**Brief:** In the data below, the answer is the run of lines from the line containing "const SUPPORT_EPSILON: f32 = 0.01;" through the line containing "let min_y = extent.y", both included; print it exactly and nothing else.

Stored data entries
#[cfg(test)]
mod tests {
    use super::*;

    #[derive(Debug, Clone, PartialEq)]
    struct Health(u32);

    impl Encode for Health {
        fn encode(&self, buf: &mut Vec<u8>) {
            self.0.encode(buf);
        }
    }

    impl Decode for Health {
        fn decode(r: &mut &[u8]) -> Result<Self, WireError> {
            Ok(Health(u32::decode(r)?))
        }
    }

    #[derive(Debug, Clone, PartialEq)]
    struct Tag(u8);

    impl Encode for Tag {
        fn encode(&self, buf: &mut Vec<u8>) {
            self.0.encode(buf);
        }
    }

    impl Decode for Tag {
        fn decode(r: &mut &[u8]) -> Result<Self, WireError> {
            Ok(Tag(u8::decode(r)?))
        }
    }

    fn test_store() -> EntityStore {
        let registry = ComponentRegistry::new(
            vec![
                replicated_type::<Health>(0, "health"),
                replicated_type::<Tag>(1, "tag"),
            ],
            vec![0],
        );
        EntityStore::new(registry)
    }

    #[test]
    fn replicated_list_tracks_inserts_and_removes() {
        let mut store = test_store();
        let entity = store.create();

        store.insert(entity, Health(10)).unwrap();
        store.insert(entity, Tag(1)).unwrap();
        let list = store.get::<ReplicatedComponentList>(entity).unwrap();
        assert_eq!(list.type_indices, vec![0, 1]);

        store.remove::<Health>(entity);
        let list = store.get::<ReplicatedComponentList>(entity).unwrap();
        assert_eq!(list.type_indices, vec![1]);
    }

    #[test]
    fn observers_record_replace_but_not_get_mut() {
        let mut store = test_store();
        let entity = store.create();

        store.insert(entity, Health(10)).unwrap();
        assert_eq!(store.drain_observed(0), vec![entity]);
        assert!(store.drain_observed(0).is_empty());

        store.get_mut::<Health>(entity).unwrap().0 = 20;
        assert!(store.drain_observed(0).is_empty());

        store.replace(entity, Health(30)).unwrap();
        assert_eq!(store.drain_observed(0), vec![entity]);
    }

    #[test]
    fn unobserved_types_never_record() {
        let mut store = test_store();
        let entity = store.create();
        store.insert(entity, Tag(2)).unwrap();
        assert!(store.drain_observed(1).is_empty());
    }

    #[test]
    fn destroy_removes_everything() {
        let mut store = test_store();
        let entity = store.create();
        store.insert(entity, Health(10)).unwrap();
        store.insert(entity, Tag(1)).unwrap();

        store.destroy(entity).unwrap();
        assert!(!store.is_alive(entity));
        assert!(store.get::<Health>(entity).is_none());
        assert_eq!(store.destroy(entity), Err(StoreError::NoSuchEntity(entity)));
    }

    #[test]
    fn serialize_entity_round_trips_through_apply() {
        let mut store = test_store();
        let entity = store.create();
        store.insert(entity, Health(42)).unwrap();
        store.insert(entity, Tag(7)).unwrap();

        let components = store.serialize_entity(entity);
        assert_eq!(components.len(), 2);

        let mut mirror = test_store();
        mirror.create_with_id(entity).unwrap();
        for component in &components {
            mirror.apply_serialized_component(entity, component).unwrap();
        }
        assert_eq!(mirror.get::<Health>(entity), Some(&Health(42)));
        assert_eq!(mirror.get::<Tag>(entity), Some(&Tag(7)));
    }

    #[test]
    fn entities_with_is_sorted() {
        let mut store = test_store();
        let a = store.create();
        let b = store.create();
        let c = store.create();
        store.insert(c, Health(1)).unwrap();
        store.insert(a, Health(2)).unwrap();
        store.insert(b, Health(3)).unwrap();
        assert_eq!(store.entities_with::<Health>(), vec![a, b, c]);
    }
}
//! A uniform-grid spatial index over entity collision bounds.
//!
//! Backs the AOI queries and the movement broad phase. Cells partition the
//! x/y plane; an entity occupies every cell its bounds overlap.

use std::collections::HashMap;

use glam::Vec3;

use crate::bounding_box::BoundingBox;

use super::EntityId;

/// Grid cell width in world units.
const CELL_WORLD_WIDTH: f32 = 128.0;

type CellPosition = (i32, i32);

#[derive(Debug, Clone, Copy, PartialEq, Eq)]
struct CellExtent {
    min_x: i32,
    min_y: i32,
    max_x: i32,
    max_y: i32,
}

#[derive(Debug, Default)]
pub struct EntityLocator {
    cells: HashMap<CellPosition, Vec<EntityId>>,
    tracked: HashMap<EntityId, (CellExtent, BoundingBox)>,
}

impl EntityLocator {
    pub fn new() -> Self {
        Self::default()
    }

    /// Records the entity's current bounds, moving it between cells as
    /// needed.
    pub fn set_entity_location(&mut self, entity: EntityId, bounds: BoundingBox) {
        let extent = cell_extent(&bounds);

        if let Some((old_extent, old_bounds)) = self.tracked.get_mut(&entity) {
            if *old_extent == extent {
                *old_bounds = bounds;
                return;
            }
            let old_extent = *old_extent;
            self.remove_from_cells(entity, old_extent);
        }

        for cell in cells_of(extent) {
            self.cells.entry(cell).or_default().push(entity);
        }
        self.tracked.insert(entity, (extent, bounds));
    }

    pub fn remove_entity(&mut self, entity: EntityId) {
        if let Some((extent, _)) = self.tracked.remove(&entity) {
            self.remove_from_cells(entity, extent);
        }
    }

    /// Entities whose bounds intersect a circle in the x/y plane, sorted
    /// ascending.
    pub fn get_entities_in_radius(&self, center: Vec3, radius: f32) -> Vec<EntityId> {
        let search = BoundingBox::new(
            Vec3::new(center.x - radius, center.y - radius, f32::MIN),
            Vec3::new(center.x + radius, center.y + radius, f32::MAX),
        );

        let mut result = self.gather(&search, |bounds| {
            // Closest point on the box to the circle center, in x/y.
            let closest_x = center.x.clamp(bounds.min.x, bounds.max.x);
            let closest_y = center.y.clamp(bounds.min.y, bounds.max.y);
            let dx = center.x - closest_x;
            let dy = center.y - closest_y;
            (dx * dx + dy * dy) <= radius * radius
        });
        result.sort_unstable();
        result.dedup();
        result
    }

    /// Entities whose bounds intersect the given box, sorted ascending.
    pub fn get_entities_intersecting(&self, bounds: &BoundingBox) -> Vec<EntityId> {
        let mut result = self.gather(bounds, |tracked| tracked.intersects(bounds));
        result.sort_unstable();
        result.dedup();
        result
    }

    fn gather(
        &self,
        search: &BoundingBox,
        mut fine_filter: impl FnMut(&BoundingBox) -> bool,
    ) -> Vec<EntityId> {
        let extent = cell_extent(search);
        let mut result = Vec::new();
        for cell in cells_of(extent) {
            let Some(entities) = self.cells.get(&cell) else {
                continue;
            };
            for &entity in entities {
                if let Some((_, bounds)) = self.tracked.get(&entity) {
                    if fine_filter(bounds) {
                        result.push(entity);
                    }
                }
            }
        }
        result
    }

    fn remove_from_cells(&mut self, entity: EntityId, extent: CellExtent) {
        for cell in cells_of(extent) {
            if let Some(entities) = self.cells.get_mut(&cell) {
                entities.retain(|&id| id != entity);
                if entities.is_empty() {
                    self.cells.remove(&cell);
                }
            }
        }
    }
}

fn cell_extent(bounds: &BoundingBox) -> CellExtent {
    CellExtent {
        min_x: (bounds.min.x / CELL_WORLD_WIDTH).floor() as i32,
        min_y: (bounds.min.y / CELL_WORLD_WIDTH).floor() as i32,
        max_x: (bounds.max.x / CELL_WORLD_WIDTH).floor() as i32,
        max_y: (bounds.max.y / CELL_WORLD_WIDTH).floor() as i32,
    }
}

fn cells_of(extent: CellExtent) -> impl Iterator<Item = CellPosition> {
    (extent.min_y..=extent.max_y)
        .flat_map(move |y| (extent.min_x..=extent.max_x).map(move |x| (x, y)))
}

#[cfg(test)]
mod tests {
    use super::*;
    use crate::entity::EntityIdPool;

    fn box_at(x: f32, y: f32) -> BoundingBox {
        BoundingBox::new(
            Vec3::new(x - 8.0, y - 8.0, 0.0),
            Vec3::new(x + 8.0, y + 8.0, 16.0),
        )
    }

    #[test]
    fn radius_query_finds_nearby_entities() {
        let mut pool = EntityIdPool::new();
        let mut locator = EntityLocator::new();

        let near = pool.reserve();
        let far = pool.reserve();
        locator.set_entity_location(near, box_at(50.0, 50.0));
        locator.set_entity_location(far, box_at(1000.0, 1000.0));

        let found = locator.get_entities_in_radius(Vec3::new(40.0, 40.0, 0.0), 64.0);
        assert_eq!(found, vec![near]);
    }

    #[test]
    fn moving_an_entity_updates_its_cells() {
        let mut pool = EntityIdPool::new();
        let mut locator = EntityLocator::new();

        let entity = pool.reserve();
        locator.set_entity_location(entity, box_at(0.0, 0.0));
        locator.set_entity_location(entity, box_at(1000.0, 0.0));

        assert!(locator
            .get_entities_in_radius(Vec3::ZERO, 64.0)
            .is_empty());
        assert_eq!(
            locator.get_entities_in_radius(Vec3::new(1000.0, 0.0, 0.0), 64.0),
            vec![entity]
        );
    }

    #[test]
    fn entities_spanning_cells_are_not_duplicated() {
        let mut pool = EntityIdPool::new();
        let mut locator = EntityLocator::new();

        let entity = pool.reserve();
        // Bounds straddle a cell boundary.
        locator.set_entity_location(
            entity,
            BoundingBox::new(Vec3::new(120.0, 120.0, 0.0), Vec3::new(140.0, 140.0, 16.0)),
        );

        let found = locator.get_entities_in_radius(Vec3::new(128.0, 128.0, 0.0), 64.0);
        assert_eq!(found, vec![entity]);
    }

    #[test]
    fn removal_clears_tracking() {
        let mut pool = EntityIdPool::new();
        let mut locator = EntityLocator::new();

        let entity = pool.reserve();
        locator.set_entity_location(entity, box_at(0.0, 0.0));
        locator.remove_entity(entity);
        assert!(locator.get_entities_in_radius(Vec3::ZERO, 64.0).is_empty());
    }
}
use tessel::config::DEFAULT_PAST_TICK_OFFSET;

#[derive(Debug, Clone)]
pub struct ClientConfig {
    pub server_addr: String,

    /// How many ticks behind the local tick NPCs are replicated at.
    pub past_tick_offset: u32,

    /// How far ahead of the server's reported tick the client starts. The
    /// tick-adjustment controller trims this to the real link latency.
    pub initial_tick_offset: u32,
}

impl Default for ClientConfig {
    fn default() -> Self {
        Self {
            server_addr: "127.0.0.1:41499".into(),
            past_tick_offset: DEFAULT_PAST_TICK_OFFSET,
            initial_tick_offset: 2,
        }
    }
}
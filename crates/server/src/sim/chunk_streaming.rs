//! Streams chunk snapshots on request and pushes tile edits to clients
//! that can see them.
//!
//! Dirty-tile streaming sends, per changed tile, a clearing update at the
//! lowest changed layer followed by one update per non-empty layer above
//! it. The client applies a null-sprite update as "clear from this layer
//! up", and set-updates auto-extend with empty layers, so index gaps
//! reconstruct empty middle layers correctly.

use tessel::components::Position;
use tessel::config::{AOI_RADIUS, CHUNK_TILE_COUNT, CHUNK_WIDTH, TILE_WORLD_WIDTH};
use tessel::net::messages::{ChunkUpdate, TileUpdate};
use tessel::net::NetworkId;
use tessel::tilemap::snapshot::{ChunkSnapshot, TileSnapshot};
use tessel::tilemap::{ChunkPosition, TilePosition};
use tessel::NULL_SPRITE_ID;

use crate::network::{InboundQueues, Network};

use super::world::World;

/// Upper bound on chunks served per request message.
const MAX_CHUNKS_PER_REQUEST: usize = 64;

pub fn update(world: &mut World, network: &Network, queues: &InboundQueues, current_tick: u32) {
    serve_chunk_requests(world, network, queues);
    stream_dirty_tiles(world, network, current_tick);
}

fn serve_chunk_requests(world: &mut World, network: &Network, queues: &InboundQueues) {
    while let Ok((net_id, request)) = queues.chunk_requests.try_recv() {
        for &position in request.chunks.iter().take(MAX_CHUNKS_PER_REQUEST) {
            if !world.tile_map.chunk_extent().contains(position) {
                log::debug!(
                    "client {net_id} requested chunk outside the map: ({}, {}, {})",
                    position.x,
                    position.y,
                    position.z
                );
                continue;
            }
            let snapshot = world
                .tile_map
                .chunk_snapshot(position)
                .unwrap_or_else(|| empty_snapshot(position));

            // One snapshot per message keeps every update comfortably
            // under the batch size cap.
            network.send(
                net_id,
                &ChunkUpdate {
                    snapshots: vec![snapshot],
                },
                0,
            );
        }
    }
}

fn empty_snapshot(position: ChunkPosition) -> ChunkSnapshot {
    ChunkSnapshot {
        position,
        tile_layer_count: 0,
        tiles: vec![TileSnapshot::default(); CHUNK_TILE_COUNT],
    }
}

fn stream_dirty_tiles(world: &mut World, network: &Network, current_tick: u32) {
    let dirty_tiles = world.tile_map.take_dirty_tiles();
    if dirty_tiles.is_empty() {
        return;
    }

    // Deterministic send order.
    let mut dirty: Vec<(TilePosition, usize)> = dirty_tiles.into_iter().collect();
    dirty.sort_unstable_by_key(|(position, _)| (position.z, position.y, position.x));

    let clients = world.clients();

    for (position, lowest_layer) in dirty {
        let chunk_position = position.chunk_position();

        let recipients: Vec<NetworkId> = clients
            .iter()
            .filter_map(|&(client_entity, net_id)| {
                let client_position = world.entity_store.get::<Position>(client_entity)?;
                chunk_in_aoi(chunk_position, client_position.0).then_some(net_id)
            })
            .collect();
        if recipients.is_empty() {
            continue;
        }

        let mut updates = vec![TileUpdate {
            position,
            layer_index: lowest_layer as u8,
            sprite_id: NULL_SPRITE_ID,
        }];
        if let Ok(tile) = world.tile_map.tile(position) {
            for (layer_index, layer) in tile.layers.iter().enumerate().skip(lowest_layer) {
                if !layer.is_empty() {
                    updates.push(TileUpdate {
                        position,
                        layer_index: layer_index as u8,
                        sprite_id: layer.sprite_id,
                    });
                }
            }
        }

        for tile_update in &updates {
            network.send_to_many(&recipients, tile_update, current_tick);
        }
    }
}

/// Whether a chunk's world-space footprint intersects the AOI circle
/// around a client position.
fn chunk_in_aoi(chunk: ChunkPosition, client_position: glam::Vec3) -> bool {
    let chunk_world_width = CHUNK_WIDTH as f32 * TILE_WORLD_WIDTH;
    let min_x = chunk.x as f32 * chunk_world_width;
    let min_y = chunk.y as f32 * chunk_world_width;
    let max_x = min_x + chunk_world_width;
    let max_y = min_y + chunk_world_width;

    let closest_x = client_position.x.clamp(min_x, max_x);
    let closest_y = client_position.y.clamp(min_y, max_y);
    let dx = client_position.x - closest_x;
    let dy = client_position.y - closest_y;
    dx * dx + dy * dy <= AOI_RADIUS * AOI_RADIUS
}

#[cfg(test)]
mod tests {
    use super::*;
    use glam::Vec3;

    #[test]
    fn chunk_aoi_test_uses_nearest_corner() {
        // Client standing at the origin: chunk (0, 0) definitely in AOI.
        assert!(chunk_in_aoi(
            ChunkPosition::new(0, 0, 0),
            Vec3::new(0.0, 0.0, 0.0)
        ));
        // A chunk far away is not.
        assert!(!chunk_in_aoi(
            ChunkPosition::new(10, 10, 0),
            Vec3::new(0.0, 0.0, 0.0)
        ));
    }
}
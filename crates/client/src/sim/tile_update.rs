//! Applies streamed tile edits to the local map mirror.
//!
//! A null-sprite update means "clear from this layer to the top of the
//! tile"; a real sprite sets that layer (auto-extending with empty layers,
//! which is how empty middle layers are reconstructed).

use tessel::NULL_SPRITE_ID;

use crate::network::InboundQueues;

use super::world::World;

pub fn update(world: &mut World, queues: &InboundQueues) {
    while let Ok(tile_update) = queues.tile_updates.try_recv() {
        let position = tile_update.position;
        let layer_index = tile_update.layer_index as usize;

        let result = if tile_update.sprite_id == NULL_SPRITE_ID {
            world
                .tile_map
                .clear_layers(position, layer_index, usize::MAX - 1)
                .map(|_| ())
        } else {
            world
                .tile_map
                .set_layer(position, layer_index, tile_update.sprite_id)
        };

        if let Err(error) = result {
            log::warn!(
                "couldn't apply tile update at ({}, {}, {}): {error}",
                position.x,
                position.y,
                position.z
            );
        }
    }
}
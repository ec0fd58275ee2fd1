//! Movement math shared by the server simulation and the client predictor.
//!
//! Everything here is deterministic: the same inputs against the same world
//! state produce the same results on both ends, which is what makes client
//! prediction and replay possible.

use glam::Vec3;

use crate::bounding_box::BoundingBox;
use crate::components::{Collision, Direction, Movement, MovementModifiers, Position, Rotation};
use crate::config::{BASE_MOVEMENT_SPEED, FALL_SPEED, TILE_WORLD_WIDTH};
use crate::entity::{EntityId, EntityLocator, EntityStore};
use crate::input::InputFlags;
use crate::tilemap::{TileExtent, TileMap};

/// The movable state of one entity, copied out of the store for the
/// duration of a move and written back by the caller.
#[derive(Debug, Clone, Copy)]
pub struct MoveState {
    pub position: Position,
    pub movement: Movement,
    pub rotation: Rotation,
    pub collision: Collision,
}

/// Velocity from input bits. Opposing bits cancel; diagonals are
/// normalized so diagonal movement isn't faster.
pub fn calc_velocity(
    input: InputFlags,
    movement: &Movement,
    modifiers: &MovementModifiers,
) -> Vec3 {
    let mut direction = Vec3::ZERO;
    if input.contains(InputFlags::NORTH) {
        direction.y -= 1.0;
    }
    if input.contains(InputFlags::SOUTH) {
        direction.y += 1.0;
    }
    if input.contains(InputFlags::EAST) {
        direction.x += 1.0;
    }
    if input.contains(InputFlags::WEST) {
        direction.x -= 1.0;
    }

    if direction != Vec3::ZERO {
        direction = direction.normalize();
    }

    let mut velocity = direction * BASE_MOVEMENT_SPEED * modifiers.speed_modifier;
    velocity.z = if movement.is_falling { -FALL_SPEED } else { 0.0 };
    velocity
}

pub fn calc_position(position: Vec3, velocity: Vec3, delta_seconds: f32) -> Vec3 {
    position + velocity * delta_seconds
}

/// Facing from input bits. No input (or fully canceled input) keeps the
/// previous facing.
pub fn calc_rotation(current: Rotation, input: InputFlags) -> Rotation {
    let north = input.contains(InputFlags::NORTH);
    let south = input.contains(InputFlags::SOUTH);
    let east = input.contains(InputFlags::EAST);
    let west = input.contains(InputFlags::WEST);

    let y = i32::from(south) - i32::from(north);
    let x = i32::from(east) - i32::from(west);

    let direction = match (x, y) {
        (0, -1) => Direction::North,
        (0, 1) => Direction::South,
        (1, 0) => Direction::East,
        (-1, 0) => Direction::West,
        (1, -1) => Direction::NorthEast,
        (-1, -1) => Direction::NorthWest,
        (1, 1) => Direction::SouthEast,
        (-1, 1) => Direction::SouthWest,
        _ => return current,
    };
    Rotation { direction }
}

/// Resolves a desired move against a set of obstacle boxes, one axis at a
/// time: X, then Y, then Z. A move that would intersect along an axis is
/// snapped to the obstacle's boundary on that axis.
pub fn resolve_collisions(
    current: BoundingBox,
    desired: BoundingBox,
    obstacles: &[BoundingBox],
) -> BoundingBox {
    let mut resolved = current;

    // X
    let mut dx = desired.min.x - resolved.min.x;
    if dx != 0.0 {
        for obstacle in obstacles {
            if !overlaps_yz(&resolved, obstacle) {
                continue;
            }
            if dx > 0.0 && obstacle.min.x >= resolved.max.x {
                dx = dx.min(obstacle.min.x - resolved.max.x);
            } else if dx < 0.0 && obstacle.max.x <= resolved.min.x {
                dx = dx.max(obstacle.max.x - resolved.min.x);
            }
        }
        resolved = resolved.translated(Vec3::new(dx, 0.0, 0.0));
    }

    // Y
    let mut dy = desired.min.y - resolved.min.y;
    if dy != 0.0 {
        for obstacle in obstacles {
            if !overlaps_xz(&resolved, obstacle) {
                continue;
            }
            if dy > 0.0 && obstacle.min.y >= resolved.max.y {
                dy = dy.min(obstacle.min.y - resolved.max.y);
            } else if dy < 0.0 && obstacle.max.y <= resolved.min.y {
                dy = dy.max(obstacle.max.y - resolved.min.y);
            }
        }
        resolved = resolved.translated(Vec3::new(0.0, dy, 0.0));
    }

    // Z
    let mut dz = desired.min.z - resolved.min.z;
    if dz != 0.0 {
        for obstacle in obstacles {
            if !overlaps_xy(&resolved, obstacle) {
                continue;
            }
            if dz > 0.0 && obstacle.min.z >= resolved.max.z {
                dz = dz.min(obstacle.min.z - resolved.max.z);
            } else if dz < 0.0 && obstacle.max.z <= resolved.min.z {
                dz = dz.max(obstacle.max.z - resolved.min.z);
            }
        }
        // The ground plane sits at z = 0.
        dz = dz.max(-resolved.min.z);
        resolved = resolved.translated(Vec3::new(0.0, 0.0, dz));
    }

    resolved
}

fn overlaps_yz(a: &BoundingBox, b: &BoundingBox) -> bool {
    a.min.y < b.max.y && a.max.y > b.min.y && a.min.z < b.max.z && a.max.z > b.min.z
}

fn overlaps_xz(a: &BoundingBox, b: &BoundingBox) -> bool {
    a.min.x < b.max.x && a.max.x > b.min.x && a.min.z < b.max.z && a.max.z > b.min.z
}

fn overlaps_xy(a: &BoundingBox, b: &BoundingBox) -> bool {
    a.min.x < b.max.x && a.max.x > b.min.x && a.min.y < b.max.y && a.max.y > b.min.y
}

/// Collects the obstacle boxes relevant to a move: collision-enabled tile
/// layers in the swept extent, plus nearby entities' bounds.
pub fn gather_obstacles(
    entity: EntityId,
    swept_bounds: &BoundingBox,
    store: &EntityStore,
    tile_map: &TileMap,
    locator: &EntityLocator,
    out: &mut Vec<BoundingBox>,
) {
    tile_map.collect_collision_boxes(TileExtent::from_bounding_box(swept_bounds), out);

    for other in locator.get_entities_intersecting(swept_bounds) {
        if other == entity {
            continue;
        }
        if let Some(collision) = store.get::<Collision>(other) {
            out.push(collision.world_bounds);
        }
    }
}

/// Moves one entity for a tick: velocity from inputs, desired position,
/// collision resolution, rotation, falling state. The caller owns writing
/// the state back to the store and re-registering the entity with the
/// locator.
///
/// Returns true if the position changed.
pub fn move_entity(
    entity: EntityId,
    input: InputFlags,
    state: &mut MoveState,
    store: &EntityStore,
    tile_map: &TileMap,
    locator: &EntityLocator,
    delta_seconds: f32,
) -> bool {
    let modifiers = store
        .get::<MovementModifiers>(entity)
        .copied()
        .unwrap_or_default();

    let velocity = calc_velocity(input, &state.movement, &modifiers);
    state.movement.velocity = velocity;
    state.rotation = calc_rotation(state.rotation, input);

    if velocity == Vec3::ZERO {
        return false;
    }

    let desired_position = clamp_to_map(
        calc_position(state.position.0, velocity, delta_seconds),
        tile_map,
    );
    if desired_position == state.position.0 {
        return false;
    }

    let desired_bounds = state
        .collision
        .model_bounds
        .model_to_world_centered(desired_position);

    let swept = BoundingBox::new(
        state.collision.world_bounds.min.min(desired_bounds.min),
        state.collision.world_bounds.max.max(desired_bounds.max),
    );
    let mut obstacles = Vec::new();
    gather_obstacles(entity, &swept, store, tile_map, locator, &mut obstacles);

    let resolved = resolve_collisions(state.collision.world_bounds, desired_bounds, &obstacles);

    // desired_bounds was built from the desired position, so the min-corner
    // diff is exactly the allowed movement.
    let moved_by = resolved.min_position() - state.collision.world_bounds.min_position();
    if moved_by == Vec3::ZERO {
        return false;
    }

    state.position.0 += moved_by;
    state.collision.world_bounds = resolved;
    state.movement.is_falling =
        resolved.min.z > 0.0 && !is_supported(&resolved, &obstacles);
    true
}

fn is_supported(bounds: &BoundingBox, obstacles: &[BoundingBox]) -> bool {
    const SUPPORT_EPSILON: f32 = 0.01;
    obstacles.iter().any(|obstacle| {
        overlaps_xy(bounds, obstacle) && (bounds.min.z - obstacle.max.z).abs() <= SUPPORT_EPSILON
    })
}

fn clamp_to_map(position: Vec3, tile_map: &TileMap) -> Vec3 {
    let extent = tile_map.tile_extent();
    let min_x = extent.x as f32 * TILE_WORLD_WIDTH;
    let min_y = extent.y as f32 * TILE_WORLD_WIDTH;
    let max_x = (extent.x + extent.x_length) as f32 * TILE_WORLD_WIDTH;
    let max_y = (extent.y + extent.y_length) as f32 * TILE_WORLD_WIDTH;
    Vec3::new(
        position.x.clamp(min_x, max_x),
        position.y.clamp(min_y, max_y),
        position.z.max(0.0),
    )
}

#[cfg(test)]
mod tests {
    use super::*;

    #[test]
    fn opposing_inputs_cancel() {
        let velocity = calc_velocity(
            InputFlags::NORTH | InputFlags::SOUTH,
            &Movement::default(),
            &MovementModifiers::default(),
        );
        assert_eq!(velocity, Vec3::ZERO);
    }

    #[test]
    fn diagonal_speed_matches_cardinal_speed() {
        let east = calc_velocity(
            InputFlags::EAST,
            &Movement::default(),
            &MovementModifiers::default(),
        );
        let diagonal = calc_velocity(
            InputFlags::EAST | InputFlags::SOUTH,
            &Movement::default(),
            &MovementModifiers::default(),
        );
        assert!((east.length() - diagonal.length()).abs() < 1e-4);
    }

    #[test]
    fn rotation_follows_inputs_and_keeps_facing_when_idle() {
        let rotation = Rotation::default();
        let facing = calc_rotation(rotation, InputFlags::EAST | InputFlags::NORTH);
        assert_eq!(facing.direction, Direction::NorthEast);

        let kept = calc_rotation(facing, InputFlags::empty());
        assert_eq!(kept.direction, Direction::NorthEast);

        let canceled = calc_rotation(facing, InputFlags::EAST | InputFlags::WEST);
        assert_eq!(canceled.direction, Direction::NorthEast);
    }

    #[test]
    fn collision_snaps_to_obstacle_boundary() {
        let current = BoundingBox::new(Vec3::new(0.0, 0.0, 0.0), Vec3::new(10.0, 10.0, 10.0));
        let desired = current.translated(Vec3::new(20.0, 0.0, 0.0));
        let wall = BoundingBox::new(Vec3::new(15.0, -50.0, 0.0), Vec3::new(20.0, 50.0, 32.0));

        let resolved = resolve_collisions(current, desired, &[wall]);
        assert_eq!(resolved.max.x, 15.0);
        assert_eq!(resolved.min.y, 0.0);
    }

    #[test]
    fn sliding_along_a_wall_keeps_the_free_axis() {
        let current = BoundingBox::new(Vec3::new(0.0, 0.0, 0.0), Vec3::new(10.0, 10.0, 10.0));
        let desired = current.translated(Vec3::new(20.0, 5.0, 0.0));
        let wall = BoundingBox::new(Vec3::new(12.0, -50.0, 0.0), Vec3::new(20.0, 50.0, 32.0));

        let resolved = resolve_collisions(current, desired, &[wall]);
        assert_eq!(resolved.max.x, 12.0);
        assert_eq!(resolved.min.y, 5.0);
    }

    #[test]
    fn ground_plane_stops_falls() {
        let current = BoundingBox::new(Vec3::new(0.0, 0.0, 5.0), Vec3::new(10.0, 10.0, 15.0));
        let desired = current.translated(Vec3::new(0.0, 0.0, -20.0));

        let resolved = resolve_collisions(current, desired, &[]);
        assert_eq!(resolved.min.z, 0.0);
    }
}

**Response area:**
    const SUPPORT_EPSILON: f32 = 0.01;
    obstacles.iter().any(|obstacle| {
        overlaps_xy(bounds, obstacle) && (bounds.min.z - obstacle.max.z).abs() <= SUPPORT_EPSILON
    })
}

fn clamp_to_map(position: Vec3, tile_map: &TileMap) -> Vec3 {
    let extent = tile_map.tile_extent();
    let min_x = extent.x as f32 * TILE_WORLD_WIDTH;
    let min_y = extent.y as f32 * TILE_WORLD_WIDTH;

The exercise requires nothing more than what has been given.